(Task instructions): Pull every line holding the string "DependsOn" from the records below.

Input records section start

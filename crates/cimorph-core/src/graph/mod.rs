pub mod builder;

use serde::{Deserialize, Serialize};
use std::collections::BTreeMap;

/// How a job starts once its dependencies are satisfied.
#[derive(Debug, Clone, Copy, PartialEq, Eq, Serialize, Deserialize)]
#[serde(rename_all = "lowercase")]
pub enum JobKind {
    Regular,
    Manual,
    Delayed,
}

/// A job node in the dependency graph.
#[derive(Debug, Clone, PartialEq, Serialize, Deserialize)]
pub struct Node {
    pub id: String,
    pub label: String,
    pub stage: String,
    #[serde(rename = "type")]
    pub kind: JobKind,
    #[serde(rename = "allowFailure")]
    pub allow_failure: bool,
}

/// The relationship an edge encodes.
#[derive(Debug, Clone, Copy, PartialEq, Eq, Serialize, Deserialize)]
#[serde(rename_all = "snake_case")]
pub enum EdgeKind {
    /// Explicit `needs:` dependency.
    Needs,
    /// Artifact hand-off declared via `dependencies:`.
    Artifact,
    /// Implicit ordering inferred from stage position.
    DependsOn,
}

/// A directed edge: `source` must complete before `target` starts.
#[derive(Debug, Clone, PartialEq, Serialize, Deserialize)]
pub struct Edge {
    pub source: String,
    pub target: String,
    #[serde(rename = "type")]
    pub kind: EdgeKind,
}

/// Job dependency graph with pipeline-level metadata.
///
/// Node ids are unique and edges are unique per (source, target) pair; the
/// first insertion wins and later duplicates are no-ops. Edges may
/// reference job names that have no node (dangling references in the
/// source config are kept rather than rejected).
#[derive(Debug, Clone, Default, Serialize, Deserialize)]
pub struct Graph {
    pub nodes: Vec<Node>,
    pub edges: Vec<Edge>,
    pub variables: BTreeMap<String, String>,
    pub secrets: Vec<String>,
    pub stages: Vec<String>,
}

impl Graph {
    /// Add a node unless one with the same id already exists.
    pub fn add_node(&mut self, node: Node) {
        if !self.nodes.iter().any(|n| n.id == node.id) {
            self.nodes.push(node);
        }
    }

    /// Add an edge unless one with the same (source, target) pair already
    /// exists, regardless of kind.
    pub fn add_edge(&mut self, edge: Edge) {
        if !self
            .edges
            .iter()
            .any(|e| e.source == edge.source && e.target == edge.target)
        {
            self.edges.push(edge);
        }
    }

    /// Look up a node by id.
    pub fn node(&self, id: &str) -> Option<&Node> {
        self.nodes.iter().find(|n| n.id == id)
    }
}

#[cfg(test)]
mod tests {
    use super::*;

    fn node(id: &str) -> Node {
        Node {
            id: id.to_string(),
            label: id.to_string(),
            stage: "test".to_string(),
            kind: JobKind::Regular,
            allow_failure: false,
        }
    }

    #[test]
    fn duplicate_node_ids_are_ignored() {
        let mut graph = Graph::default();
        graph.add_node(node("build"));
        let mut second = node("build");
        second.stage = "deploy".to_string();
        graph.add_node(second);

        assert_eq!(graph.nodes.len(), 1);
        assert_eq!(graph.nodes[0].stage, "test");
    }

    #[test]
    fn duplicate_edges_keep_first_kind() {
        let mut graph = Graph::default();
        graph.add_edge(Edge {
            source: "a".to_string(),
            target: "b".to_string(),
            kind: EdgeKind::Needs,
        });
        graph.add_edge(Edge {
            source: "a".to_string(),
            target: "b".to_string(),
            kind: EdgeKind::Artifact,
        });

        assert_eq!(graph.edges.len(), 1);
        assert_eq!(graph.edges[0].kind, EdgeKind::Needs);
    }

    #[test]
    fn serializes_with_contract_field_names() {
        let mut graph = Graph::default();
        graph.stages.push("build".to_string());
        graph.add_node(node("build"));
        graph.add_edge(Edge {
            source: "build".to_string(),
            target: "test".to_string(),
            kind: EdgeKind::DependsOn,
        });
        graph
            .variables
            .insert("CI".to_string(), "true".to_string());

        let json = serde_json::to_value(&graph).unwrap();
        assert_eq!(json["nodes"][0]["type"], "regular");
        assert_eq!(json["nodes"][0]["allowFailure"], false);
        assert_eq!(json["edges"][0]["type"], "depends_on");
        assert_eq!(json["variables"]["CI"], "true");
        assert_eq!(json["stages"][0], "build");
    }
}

Input records section end

(Completed task):
    DependsOn,
            kind: EdgeKind::DependsOn,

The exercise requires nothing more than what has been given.